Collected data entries
+--
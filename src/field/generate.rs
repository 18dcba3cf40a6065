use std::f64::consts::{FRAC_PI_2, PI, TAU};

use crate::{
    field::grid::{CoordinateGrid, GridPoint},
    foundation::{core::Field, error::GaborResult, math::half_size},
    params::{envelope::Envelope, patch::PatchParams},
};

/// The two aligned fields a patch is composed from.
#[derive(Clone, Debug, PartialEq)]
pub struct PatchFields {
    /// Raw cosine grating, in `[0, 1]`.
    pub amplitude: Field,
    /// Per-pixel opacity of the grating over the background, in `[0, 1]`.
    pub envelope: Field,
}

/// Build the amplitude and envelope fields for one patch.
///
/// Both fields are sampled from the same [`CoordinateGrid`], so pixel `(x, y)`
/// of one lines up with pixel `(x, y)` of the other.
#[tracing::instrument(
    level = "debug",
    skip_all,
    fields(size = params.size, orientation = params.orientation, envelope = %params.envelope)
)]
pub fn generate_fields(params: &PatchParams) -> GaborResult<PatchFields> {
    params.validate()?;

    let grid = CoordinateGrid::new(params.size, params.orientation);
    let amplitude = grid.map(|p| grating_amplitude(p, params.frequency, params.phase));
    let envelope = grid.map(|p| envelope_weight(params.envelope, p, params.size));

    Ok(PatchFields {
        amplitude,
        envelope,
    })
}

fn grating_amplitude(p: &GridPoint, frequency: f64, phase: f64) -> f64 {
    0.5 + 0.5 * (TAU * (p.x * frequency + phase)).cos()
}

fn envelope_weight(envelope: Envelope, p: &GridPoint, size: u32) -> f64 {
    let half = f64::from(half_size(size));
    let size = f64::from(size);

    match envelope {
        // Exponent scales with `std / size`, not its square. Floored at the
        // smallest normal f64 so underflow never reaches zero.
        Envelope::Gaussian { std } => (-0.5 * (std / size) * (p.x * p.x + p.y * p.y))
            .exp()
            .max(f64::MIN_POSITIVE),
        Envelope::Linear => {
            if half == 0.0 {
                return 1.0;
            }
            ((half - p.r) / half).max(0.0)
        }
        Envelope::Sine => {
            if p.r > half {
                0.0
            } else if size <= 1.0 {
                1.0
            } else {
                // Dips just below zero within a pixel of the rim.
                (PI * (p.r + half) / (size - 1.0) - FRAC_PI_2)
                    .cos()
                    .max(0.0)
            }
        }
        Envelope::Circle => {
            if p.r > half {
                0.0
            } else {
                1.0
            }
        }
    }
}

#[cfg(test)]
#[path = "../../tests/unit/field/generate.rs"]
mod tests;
+--
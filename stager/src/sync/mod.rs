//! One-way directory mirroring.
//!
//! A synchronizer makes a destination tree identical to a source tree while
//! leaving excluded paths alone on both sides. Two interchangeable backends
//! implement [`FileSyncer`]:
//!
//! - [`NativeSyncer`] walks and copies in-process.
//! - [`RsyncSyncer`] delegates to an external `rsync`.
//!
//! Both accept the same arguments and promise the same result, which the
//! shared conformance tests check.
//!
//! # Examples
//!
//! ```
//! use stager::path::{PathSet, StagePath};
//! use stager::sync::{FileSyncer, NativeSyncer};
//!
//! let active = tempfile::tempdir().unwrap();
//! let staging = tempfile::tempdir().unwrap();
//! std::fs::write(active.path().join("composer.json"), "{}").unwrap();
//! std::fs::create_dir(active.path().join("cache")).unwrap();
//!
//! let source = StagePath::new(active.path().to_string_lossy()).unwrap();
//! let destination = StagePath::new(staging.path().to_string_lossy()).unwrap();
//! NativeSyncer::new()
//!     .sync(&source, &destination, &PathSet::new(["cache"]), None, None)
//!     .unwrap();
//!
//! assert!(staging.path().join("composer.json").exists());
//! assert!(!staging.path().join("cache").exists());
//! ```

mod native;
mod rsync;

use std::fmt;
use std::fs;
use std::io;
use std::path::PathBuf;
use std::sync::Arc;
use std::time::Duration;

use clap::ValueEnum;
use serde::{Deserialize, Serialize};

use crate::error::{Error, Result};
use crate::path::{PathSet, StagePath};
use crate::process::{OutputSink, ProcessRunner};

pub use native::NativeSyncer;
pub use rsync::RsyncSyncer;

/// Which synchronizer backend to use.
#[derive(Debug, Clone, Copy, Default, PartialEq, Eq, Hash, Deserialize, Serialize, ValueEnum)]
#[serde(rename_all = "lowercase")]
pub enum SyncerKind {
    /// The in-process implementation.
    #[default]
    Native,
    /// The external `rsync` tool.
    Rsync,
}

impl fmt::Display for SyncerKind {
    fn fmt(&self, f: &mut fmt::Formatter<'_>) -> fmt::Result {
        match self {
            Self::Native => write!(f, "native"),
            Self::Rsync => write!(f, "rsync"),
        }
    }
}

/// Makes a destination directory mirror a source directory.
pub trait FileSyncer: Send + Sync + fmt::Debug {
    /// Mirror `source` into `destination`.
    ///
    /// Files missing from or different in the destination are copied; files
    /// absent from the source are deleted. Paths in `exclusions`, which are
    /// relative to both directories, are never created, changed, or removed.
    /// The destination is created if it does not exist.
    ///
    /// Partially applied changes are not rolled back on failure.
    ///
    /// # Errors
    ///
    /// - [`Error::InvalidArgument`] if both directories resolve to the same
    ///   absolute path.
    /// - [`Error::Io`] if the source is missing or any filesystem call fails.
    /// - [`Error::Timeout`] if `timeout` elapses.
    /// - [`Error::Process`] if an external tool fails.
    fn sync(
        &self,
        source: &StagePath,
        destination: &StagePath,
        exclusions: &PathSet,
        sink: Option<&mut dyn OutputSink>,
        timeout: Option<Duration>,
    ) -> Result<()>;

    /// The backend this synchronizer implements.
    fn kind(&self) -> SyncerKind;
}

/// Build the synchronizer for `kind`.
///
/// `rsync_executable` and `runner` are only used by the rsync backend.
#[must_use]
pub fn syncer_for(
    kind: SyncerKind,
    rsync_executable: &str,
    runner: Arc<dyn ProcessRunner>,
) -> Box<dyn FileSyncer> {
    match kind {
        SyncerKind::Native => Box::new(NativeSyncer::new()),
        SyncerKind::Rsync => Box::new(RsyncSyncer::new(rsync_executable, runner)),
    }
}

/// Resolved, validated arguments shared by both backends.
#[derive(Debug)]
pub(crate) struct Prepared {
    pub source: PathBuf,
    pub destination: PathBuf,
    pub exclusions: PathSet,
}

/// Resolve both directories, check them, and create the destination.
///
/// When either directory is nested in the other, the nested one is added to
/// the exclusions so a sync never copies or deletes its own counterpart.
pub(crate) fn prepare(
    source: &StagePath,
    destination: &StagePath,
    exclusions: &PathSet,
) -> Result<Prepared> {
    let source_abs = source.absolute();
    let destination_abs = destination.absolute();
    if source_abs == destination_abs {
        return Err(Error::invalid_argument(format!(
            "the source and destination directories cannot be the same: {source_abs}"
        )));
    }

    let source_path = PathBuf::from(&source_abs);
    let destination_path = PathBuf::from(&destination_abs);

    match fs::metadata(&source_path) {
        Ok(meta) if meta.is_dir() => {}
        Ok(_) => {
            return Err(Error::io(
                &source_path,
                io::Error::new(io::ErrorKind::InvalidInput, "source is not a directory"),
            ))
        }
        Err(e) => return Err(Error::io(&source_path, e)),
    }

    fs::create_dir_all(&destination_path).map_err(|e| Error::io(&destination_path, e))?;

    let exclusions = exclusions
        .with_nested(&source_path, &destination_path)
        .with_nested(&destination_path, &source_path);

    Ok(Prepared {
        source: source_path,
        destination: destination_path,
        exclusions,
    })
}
+--
Copy only this part of the entries above: the line with "filename src/field/generate.rs", the line with "of the other.", and the lines between, all exactly as written.

filename src/field/generate.rs
repository 18dcba3cf40a6065
use std::f64::consts::{FRAC_PI_2, PI, TAU};

use crate::{
    field::grid::{CoordinateGrid, GridPoint},
    foundation::{core::Field, error::GaborResult, math::half_size},
    params::{envelope::Envelope, patch::PatchParams},
};

/// The two aligned fields a patch is composed from.
#[derive(Clone, Debug, PartialEq)]
pub struct PatchFields {
    /// Raw cosine grating, in `[0, 1]`.
    pub amplitude: Field,
    /// Per-pixel opacity of the grating over the background, in `[0, 1]`.
    pub envelope: Field,
}

/// Build the amplitude and envelope fields for one patch.
///
/// Both fields are sampled from the same [`CoordinateGrid`], so pixel `(x, y)`
/// of one lines up with pixel `(x, y)` of the other.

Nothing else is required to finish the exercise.